• **YOUR GOAL**
Within these entries, how many lines contain the word "static"? Answer with the number alone.

• **SUPPLIED INFORMATION**
- - - -

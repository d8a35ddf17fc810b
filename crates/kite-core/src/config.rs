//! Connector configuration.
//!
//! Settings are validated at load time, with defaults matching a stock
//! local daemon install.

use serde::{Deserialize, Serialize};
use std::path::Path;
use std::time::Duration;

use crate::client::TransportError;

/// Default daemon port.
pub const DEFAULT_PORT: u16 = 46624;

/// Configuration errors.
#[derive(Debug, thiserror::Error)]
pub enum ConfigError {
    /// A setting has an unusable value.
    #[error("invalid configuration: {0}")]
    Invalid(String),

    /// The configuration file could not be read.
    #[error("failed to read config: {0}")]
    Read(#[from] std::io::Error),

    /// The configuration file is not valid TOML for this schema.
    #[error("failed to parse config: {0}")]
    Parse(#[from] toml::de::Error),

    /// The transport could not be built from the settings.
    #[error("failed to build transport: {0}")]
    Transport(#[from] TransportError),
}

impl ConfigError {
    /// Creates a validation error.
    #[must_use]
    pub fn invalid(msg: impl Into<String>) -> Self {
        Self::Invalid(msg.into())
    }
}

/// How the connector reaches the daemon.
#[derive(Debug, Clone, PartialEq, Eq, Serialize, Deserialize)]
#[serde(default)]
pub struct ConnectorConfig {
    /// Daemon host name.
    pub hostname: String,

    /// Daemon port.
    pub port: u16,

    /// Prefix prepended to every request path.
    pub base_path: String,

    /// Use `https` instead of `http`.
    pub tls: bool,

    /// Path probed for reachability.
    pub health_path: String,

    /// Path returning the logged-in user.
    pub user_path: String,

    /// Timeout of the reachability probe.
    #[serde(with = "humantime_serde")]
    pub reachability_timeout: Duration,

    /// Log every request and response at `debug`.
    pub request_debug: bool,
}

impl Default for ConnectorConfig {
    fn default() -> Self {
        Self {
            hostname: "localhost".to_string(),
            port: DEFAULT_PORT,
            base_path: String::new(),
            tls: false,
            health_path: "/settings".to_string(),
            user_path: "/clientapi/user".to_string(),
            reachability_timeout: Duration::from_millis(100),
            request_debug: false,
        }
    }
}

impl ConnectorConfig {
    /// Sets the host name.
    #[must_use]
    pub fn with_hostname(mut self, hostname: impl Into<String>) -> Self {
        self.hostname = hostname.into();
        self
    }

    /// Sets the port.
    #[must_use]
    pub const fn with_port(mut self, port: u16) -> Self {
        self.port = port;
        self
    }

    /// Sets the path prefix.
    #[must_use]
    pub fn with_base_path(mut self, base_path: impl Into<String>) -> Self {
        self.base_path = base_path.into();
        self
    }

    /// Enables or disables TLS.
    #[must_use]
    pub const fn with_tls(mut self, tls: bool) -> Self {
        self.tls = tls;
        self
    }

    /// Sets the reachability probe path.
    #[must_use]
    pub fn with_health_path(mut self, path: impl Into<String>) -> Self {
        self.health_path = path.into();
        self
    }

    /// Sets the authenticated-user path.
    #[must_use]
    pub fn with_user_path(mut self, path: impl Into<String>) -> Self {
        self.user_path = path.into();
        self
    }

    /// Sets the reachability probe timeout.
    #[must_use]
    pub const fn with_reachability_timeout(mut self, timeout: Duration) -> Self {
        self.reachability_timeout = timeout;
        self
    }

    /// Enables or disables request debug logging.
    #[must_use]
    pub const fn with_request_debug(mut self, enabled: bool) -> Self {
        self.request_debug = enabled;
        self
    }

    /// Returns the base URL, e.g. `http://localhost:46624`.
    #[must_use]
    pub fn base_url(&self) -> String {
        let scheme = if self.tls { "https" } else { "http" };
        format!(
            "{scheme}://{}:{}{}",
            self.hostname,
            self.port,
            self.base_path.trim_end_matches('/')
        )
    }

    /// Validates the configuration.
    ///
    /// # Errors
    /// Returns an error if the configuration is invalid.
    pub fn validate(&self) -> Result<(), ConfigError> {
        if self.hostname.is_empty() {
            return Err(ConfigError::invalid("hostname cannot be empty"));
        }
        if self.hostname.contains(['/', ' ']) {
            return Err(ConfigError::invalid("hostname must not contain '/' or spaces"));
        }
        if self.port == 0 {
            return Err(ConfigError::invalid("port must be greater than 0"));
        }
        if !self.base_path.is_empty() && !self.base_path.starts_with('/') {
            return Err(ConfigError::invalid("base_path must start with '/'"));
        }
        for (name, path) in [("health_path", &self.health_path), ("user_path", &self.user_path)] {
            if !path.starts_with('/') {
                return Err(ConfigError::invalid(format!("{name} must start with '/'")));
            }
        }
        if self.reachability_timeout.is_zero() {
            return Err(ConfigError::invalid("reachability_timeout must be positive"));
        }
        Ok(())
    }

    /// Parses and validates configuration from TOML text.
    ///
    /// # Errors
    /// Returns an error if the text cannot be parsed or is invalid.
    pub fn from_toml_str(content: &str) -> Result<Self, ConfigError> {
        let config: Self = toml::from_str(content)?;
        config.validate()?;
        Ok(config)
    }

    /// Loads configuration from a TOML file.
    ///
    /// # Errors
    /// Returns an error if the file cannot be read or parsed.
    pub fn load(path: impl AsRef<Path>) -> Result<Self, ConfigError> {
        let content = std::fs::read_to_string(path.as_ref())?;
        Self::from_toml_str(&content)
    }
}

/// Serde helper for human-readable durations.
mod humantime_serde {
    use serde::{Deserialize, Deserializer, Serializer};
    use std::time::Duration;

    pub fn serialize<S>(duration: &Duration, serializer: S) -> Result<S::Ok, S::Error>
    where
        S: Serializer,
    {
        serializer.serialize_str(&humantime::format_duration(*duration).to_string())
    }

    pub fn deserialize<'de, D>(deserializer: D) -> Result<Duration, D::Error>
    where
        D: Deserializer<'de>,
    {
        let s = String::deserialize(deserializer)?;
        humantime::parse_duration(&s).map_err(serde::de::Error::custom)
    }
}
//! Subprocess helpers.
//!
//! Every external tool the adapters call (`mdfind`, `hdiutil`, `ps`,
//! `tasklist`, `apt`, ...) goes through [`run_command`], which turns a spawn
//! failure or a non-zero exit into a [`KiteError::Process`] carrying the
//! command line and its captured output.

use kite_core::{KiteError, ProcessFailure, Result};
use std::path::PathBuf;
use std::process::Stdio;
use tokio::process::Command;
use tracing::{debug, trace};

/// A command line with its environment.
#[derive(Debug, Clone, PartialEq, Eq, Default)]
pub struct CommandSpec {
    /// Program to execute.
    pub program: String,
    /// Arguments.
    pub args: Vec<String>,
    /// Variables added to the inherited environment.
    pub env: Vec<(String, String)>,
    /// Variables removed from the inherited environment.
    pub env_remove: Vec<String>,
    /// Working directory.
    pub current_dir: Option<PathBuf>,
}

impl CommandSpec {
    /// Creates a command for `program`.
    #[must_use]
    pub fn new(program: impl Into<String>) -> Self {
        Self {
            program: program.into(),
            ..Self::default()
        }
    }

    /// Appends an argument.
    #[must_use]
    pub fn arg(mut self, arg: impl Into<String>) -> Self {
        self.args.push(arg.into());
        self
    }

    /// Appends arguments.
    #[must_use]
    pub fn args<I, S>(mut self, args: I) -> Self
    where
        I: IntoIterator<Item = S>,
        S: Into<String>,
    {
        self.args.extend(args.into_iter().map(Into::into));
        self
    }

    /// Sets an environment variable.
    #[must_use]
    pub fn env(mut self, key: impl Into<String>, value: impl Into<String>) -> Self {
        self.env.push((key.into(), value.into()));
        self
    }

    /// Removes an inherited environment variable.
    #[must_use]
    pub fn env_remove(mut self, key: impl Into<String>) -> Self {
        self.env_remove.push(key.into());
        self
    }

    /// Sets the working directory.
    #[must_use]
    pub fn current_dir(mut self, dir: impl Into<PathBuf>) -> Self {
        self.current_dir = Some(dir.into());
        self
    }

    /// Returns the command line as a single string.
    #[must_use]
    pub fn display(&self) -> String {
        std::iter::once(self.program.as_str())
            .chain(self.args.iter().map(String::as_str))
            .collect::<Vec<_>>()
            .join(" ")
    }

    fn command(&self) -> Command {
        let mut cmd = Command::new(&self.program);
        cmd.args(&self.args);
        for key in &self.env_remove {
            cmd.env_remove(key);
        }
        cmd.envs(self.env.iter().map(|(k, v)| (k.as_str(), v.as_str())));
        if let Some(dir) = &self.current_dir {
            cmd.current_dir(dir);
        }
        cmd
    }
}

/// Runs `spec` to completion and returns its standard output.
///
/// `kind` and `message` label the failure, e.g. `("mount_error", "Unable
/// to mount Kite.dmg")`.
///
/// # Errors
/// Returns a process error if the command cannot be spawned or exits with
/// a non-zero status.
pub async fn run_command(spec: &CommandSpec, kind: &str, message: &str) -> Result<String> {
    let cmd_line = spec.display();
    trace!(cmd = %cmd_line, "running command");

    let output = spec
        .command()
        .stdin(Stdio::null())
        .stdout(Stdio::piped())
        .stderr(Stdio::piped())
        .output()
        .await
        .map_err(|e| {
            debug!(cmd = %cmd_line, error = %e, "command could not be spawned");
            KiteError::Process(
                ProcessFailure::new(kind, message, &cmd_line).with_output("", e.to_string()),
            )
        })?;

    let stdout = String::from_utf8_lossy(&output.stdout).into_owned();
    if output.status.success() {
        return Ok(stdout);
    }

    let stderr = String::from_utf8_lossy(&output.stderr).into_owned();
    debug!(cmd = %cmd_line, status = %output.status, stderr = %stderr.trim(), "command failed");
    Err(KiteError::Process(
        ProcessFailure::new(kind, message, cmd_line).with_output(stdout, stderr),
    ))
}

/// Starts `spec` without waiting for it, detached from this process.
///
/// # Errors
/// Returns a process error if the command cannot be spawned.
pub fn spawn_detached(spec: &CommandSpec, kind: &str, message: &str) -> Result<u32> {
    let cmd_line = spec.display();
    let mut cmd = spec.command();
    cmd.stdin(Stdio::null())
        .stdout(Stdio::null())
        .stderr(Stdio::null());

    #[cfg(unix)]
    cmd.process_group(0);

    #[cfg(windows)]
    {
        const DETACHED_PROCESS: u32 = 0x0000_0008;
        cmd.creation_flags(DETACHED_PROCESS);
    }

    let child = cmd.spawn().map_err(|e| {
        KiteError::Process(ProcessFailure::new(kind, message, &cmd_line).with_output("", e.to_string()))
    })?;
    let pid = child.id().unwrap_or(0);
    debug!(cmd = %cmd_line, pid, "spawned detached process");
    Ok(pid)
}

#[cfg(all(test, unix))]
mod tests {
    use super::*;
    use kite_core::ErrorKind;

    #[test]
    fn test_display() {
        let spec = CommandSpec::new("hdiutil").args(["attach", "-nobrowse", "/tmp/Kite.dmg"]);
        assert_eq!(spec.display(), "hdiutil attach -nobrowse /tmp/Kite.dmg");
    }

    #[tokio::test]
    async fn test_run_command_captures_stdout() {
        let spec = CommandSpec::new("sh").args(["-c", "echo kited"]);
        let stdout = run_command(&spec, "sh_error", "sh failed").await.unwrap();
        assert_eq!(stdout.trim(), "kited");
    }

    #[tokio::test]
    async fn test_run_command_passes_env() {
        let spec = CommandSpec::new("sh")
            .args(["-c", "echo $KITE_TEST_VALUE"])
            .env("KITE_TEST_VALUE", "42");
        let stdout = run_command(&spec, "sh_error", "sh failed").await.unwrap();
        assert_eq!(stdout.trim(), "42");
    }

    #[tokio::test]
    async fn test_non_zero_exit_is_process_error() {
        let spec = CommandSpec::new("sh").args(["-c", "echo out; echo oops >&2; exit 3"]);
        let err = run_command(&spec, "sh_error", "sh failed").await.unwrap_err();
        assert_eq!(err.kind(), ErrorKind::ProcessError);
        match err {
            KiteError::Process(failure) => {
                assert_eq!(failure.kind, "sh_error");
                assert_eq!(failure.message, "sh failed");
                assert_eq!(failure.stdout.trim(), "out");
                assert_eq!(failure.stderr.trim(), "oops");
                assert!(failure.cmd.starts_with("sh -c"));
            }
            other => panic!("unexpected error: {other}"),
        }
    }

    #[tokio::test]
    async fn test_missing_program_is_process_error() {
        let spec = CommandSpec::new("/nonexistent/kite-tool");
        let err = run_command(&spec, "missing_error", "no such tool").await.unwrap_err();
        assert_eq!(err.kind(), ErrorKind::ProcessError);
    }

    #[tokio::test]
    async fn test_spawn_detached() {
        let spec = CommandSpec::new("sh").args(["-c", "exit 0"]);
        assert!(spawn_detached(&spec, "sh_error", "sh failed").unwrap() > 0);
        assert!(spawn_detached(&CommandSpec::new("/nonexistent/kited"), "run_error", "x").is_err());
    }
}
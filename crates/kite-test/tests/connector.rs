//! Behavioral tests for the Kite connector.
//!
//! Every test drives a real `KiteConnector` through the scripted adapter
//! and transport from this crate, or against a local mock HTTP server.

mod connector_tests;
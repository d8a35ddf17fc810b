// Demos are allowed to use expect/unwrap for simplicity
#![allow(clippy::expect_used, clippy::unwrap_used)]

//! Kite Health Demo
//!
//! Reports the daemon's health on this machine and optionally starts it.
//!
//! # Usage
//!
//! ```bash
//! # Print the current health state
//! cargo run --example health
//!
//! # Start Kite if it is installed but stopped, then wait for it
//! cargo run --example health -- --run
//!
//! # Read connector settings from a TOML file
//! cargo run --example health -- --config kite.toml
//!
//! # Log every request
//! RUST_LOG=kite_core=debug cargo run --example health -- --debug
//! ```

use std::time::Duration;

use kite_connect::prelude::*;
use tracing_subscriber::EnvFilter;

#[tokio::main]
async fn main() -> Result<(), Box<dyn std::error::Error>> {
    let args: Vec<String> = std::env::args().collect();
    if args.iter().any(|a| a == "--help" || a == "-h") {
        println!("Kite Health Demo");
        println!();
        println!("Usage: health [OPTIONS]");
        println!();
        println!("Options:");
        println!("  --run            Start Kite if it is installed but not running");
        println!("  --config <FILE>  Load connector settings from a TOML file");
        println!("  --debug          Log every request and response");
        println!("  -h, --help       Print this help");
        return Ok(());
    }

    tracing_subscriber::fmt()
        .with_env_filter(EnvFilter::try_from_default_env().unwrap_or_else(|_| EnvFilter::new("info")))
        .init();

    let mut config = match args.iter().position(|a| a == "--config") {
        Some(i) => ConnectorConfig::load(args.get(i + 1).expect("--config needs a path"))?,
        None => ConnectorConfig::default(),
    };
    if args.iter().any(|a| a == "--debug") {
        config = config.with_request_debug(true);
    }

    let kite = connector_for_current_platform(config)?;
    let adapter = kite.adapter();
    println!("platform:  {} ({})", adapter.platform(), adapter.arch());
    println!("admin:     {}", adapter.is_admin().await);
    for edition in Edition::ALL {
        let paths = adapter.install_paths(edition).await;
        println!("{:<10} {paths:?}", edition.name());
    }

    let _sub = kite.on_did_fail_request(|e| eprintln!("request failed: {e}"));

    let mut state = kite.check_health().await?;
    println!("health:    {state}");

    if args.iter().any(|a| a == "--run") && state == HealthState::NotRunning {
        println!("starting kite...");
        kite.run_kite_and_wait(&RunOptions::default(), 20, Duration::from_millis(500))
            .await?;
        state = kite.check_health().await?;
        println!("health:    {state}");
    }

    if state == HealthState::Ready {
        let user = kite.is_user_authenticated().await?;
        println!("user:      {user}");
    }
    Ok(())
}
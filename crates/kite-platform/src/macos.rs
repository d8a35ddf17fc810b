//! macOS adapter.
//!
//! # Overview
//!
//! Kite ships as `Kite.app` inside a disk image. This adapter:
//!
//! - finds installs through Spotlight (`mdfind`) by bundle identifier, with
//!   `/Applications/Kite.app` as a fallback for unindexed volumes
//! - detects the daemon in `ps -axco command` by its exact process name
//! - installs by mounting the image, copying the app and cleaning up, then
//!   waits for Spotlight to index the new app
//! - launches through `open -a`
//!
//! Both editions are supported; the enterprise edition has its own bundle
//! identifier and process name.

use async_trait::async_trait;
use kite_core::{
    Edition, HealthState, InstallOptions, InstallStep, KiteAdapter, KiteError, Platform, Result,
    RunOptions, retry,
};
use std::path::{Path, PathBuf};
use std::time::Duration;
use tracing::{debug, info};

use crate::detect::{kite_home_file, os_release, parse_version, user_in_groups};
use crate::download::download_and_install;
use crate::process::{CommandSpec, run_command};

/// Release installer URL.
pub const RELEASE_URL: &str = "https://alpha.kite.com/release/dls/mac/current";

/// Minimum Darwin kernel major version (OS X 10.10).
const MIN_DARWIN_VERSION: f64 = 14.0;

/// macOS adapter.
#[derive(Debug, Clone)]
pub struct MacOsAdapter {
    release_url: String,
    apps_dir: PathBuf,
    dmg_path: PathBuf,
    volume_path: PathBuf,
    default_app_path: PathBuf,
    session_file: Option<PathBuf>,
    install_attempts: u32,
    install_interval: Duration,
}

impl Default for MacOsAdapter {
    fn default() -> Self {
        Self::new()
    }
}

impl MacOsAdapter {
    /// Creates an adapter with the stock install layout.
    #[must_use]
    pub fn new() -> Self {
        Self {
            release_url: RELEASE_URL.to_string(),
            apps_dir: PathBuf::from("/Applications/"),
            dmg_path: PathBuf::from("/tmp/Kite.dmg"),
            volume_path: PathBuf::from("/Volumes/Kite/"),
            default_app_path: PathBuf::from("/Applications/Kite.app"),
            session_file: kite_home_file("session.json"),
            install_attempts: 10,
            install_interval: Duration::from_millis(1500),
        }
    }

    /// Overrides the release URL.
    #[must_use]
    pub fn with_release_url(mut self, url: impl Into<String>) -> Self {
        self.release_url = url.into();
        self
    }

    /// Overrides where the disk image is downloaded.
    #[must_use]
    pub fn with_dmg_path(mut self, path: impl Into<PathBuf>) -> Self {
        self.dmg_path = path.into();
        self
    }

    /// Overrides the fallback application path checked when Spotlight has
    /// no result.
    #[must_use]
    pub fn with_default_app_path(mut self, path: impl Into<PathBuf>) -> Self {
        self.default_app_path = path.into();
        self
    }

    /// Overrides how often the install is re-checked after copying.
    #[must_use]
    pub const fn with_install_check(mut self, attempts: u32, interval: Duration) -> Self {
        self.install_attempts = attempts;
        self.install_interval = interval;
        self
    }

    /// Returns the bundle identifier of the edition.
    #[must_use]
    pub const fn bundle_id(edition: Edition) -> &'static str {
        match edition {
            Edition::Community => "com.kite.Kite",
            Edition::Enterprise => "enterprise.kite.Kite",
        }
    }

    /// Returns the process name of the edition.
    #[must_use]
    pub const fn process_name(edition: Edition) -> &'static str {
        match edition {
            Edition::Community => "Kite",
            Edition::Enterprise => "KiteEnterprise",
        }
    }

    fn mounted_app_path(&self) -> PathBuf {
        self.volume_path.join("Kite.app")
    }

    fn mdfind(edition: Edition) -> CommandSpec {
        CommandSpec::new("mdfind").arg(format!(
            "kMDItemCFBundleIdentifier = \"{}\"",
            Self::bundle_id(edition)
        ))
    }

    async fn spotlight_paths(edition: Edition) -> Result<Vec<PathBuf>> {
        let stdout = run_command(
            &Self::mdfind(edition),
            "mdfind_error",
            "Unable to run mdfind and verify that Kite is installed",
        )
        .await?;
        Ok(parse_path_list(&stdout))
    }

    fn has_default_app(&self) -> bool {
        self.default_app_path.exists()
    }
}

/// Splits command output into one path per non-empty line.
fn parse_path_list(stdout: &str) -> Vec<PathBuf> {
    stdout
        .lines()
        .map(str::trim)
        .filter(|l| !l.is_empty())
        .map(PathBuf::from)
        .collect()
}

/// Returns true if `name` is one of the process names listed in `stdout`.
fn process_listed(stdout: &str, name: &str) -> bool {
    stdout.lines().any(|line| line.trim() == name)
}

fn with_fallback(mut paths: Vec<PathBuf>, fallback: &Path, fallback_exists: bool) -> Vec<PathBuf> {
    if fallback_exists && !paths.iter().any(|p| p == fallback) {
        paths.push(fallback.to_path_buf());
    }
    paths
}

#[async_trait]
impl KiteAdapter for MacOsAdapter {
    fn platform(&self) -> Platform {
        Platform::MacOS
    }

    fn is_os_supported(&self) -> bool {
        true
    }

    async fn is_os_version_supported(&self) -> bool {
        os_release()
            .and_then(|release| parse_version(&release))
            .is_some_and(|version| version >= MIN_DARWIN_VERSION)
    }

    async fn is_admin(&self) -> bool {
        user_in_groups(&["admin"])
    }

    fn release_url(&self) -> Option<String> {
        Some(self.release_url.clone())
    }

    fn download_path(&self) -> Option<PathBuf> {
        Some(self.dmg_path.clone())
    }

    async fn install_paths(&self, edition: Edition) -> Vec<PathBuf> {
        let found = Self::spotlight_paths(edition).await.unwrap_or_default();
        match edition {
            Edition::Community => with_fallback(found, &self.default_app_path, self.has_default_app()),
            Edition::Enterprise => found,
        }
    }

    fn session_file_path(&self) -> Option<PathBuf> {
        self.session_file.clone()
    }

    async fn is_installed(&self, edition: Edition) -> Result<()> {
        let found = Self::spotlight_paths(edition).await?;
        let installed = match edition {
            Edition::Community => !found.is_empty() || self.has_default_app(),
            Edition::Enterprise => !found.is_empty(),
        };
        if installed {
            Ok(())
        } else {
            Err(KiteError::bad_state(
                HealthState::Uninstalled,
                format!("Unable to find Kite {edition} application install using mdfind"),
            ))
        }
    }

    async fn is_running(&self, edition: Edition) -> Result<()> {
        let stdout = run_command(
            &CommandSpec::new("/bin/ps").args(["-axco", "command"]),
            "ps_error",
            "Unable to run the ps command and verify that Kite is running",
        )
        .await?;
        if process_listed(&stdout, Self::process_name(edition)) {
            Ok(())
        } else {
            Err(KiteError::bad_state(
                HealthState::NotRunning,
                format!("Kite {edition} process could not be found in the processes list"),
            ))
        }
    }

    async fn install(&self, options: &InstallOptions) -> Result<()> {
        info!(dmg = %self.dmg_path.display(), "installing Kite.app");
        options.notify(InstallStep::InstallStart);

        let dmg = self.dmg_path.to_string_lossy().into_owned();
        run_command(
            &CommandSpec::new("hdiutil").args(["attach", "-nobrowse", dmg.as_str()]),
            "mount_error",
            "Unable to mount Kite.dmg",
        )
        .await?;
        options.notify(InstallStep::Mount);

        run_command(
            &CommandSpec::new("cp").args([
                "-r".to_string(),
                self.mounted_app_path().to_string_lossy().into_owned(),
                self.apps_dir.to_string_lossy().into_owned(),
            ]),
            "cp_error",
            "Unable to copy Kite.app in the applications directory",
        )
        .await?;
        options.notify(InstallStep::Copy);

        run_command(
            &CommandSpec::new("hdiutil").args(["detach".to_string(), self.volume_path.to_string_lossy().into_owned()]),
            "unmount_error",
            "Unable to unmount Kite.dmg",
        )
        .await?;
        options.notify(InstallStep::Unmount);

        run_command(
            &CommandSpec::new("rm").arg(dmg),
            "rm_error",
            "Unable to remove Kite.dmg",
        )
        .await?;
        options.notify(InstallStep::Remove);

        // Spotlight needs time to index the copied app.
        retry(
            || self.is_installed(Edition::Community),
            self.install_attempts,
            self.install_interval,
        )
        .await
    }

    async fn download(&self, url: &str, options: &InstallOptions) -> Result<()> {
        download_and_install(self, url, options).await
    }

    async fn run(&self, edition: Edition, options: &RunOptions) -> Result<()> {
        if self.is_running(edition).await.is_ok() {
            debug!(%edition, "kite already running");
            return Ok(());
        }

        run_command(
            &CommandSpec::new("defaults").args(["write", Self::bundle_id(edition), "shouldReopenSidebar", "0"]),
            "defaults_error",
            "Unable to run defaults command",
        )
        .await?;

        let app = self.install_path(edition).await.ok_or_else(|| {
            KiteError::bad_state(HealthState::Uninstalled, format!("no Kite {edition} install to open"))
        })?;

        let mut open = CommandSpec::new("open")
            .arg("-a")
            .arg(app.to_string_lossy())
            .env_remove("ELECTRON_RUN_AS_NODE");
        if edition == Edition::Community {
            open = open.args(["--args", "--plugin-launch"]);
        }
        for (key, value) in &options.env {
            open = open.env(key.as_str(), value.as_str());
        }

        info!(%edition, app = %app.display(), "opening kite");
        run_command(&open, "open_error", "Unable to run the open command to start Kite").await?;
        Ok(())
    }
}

- - - -

• **OUTPUT FOR THIS EXERCISE**
2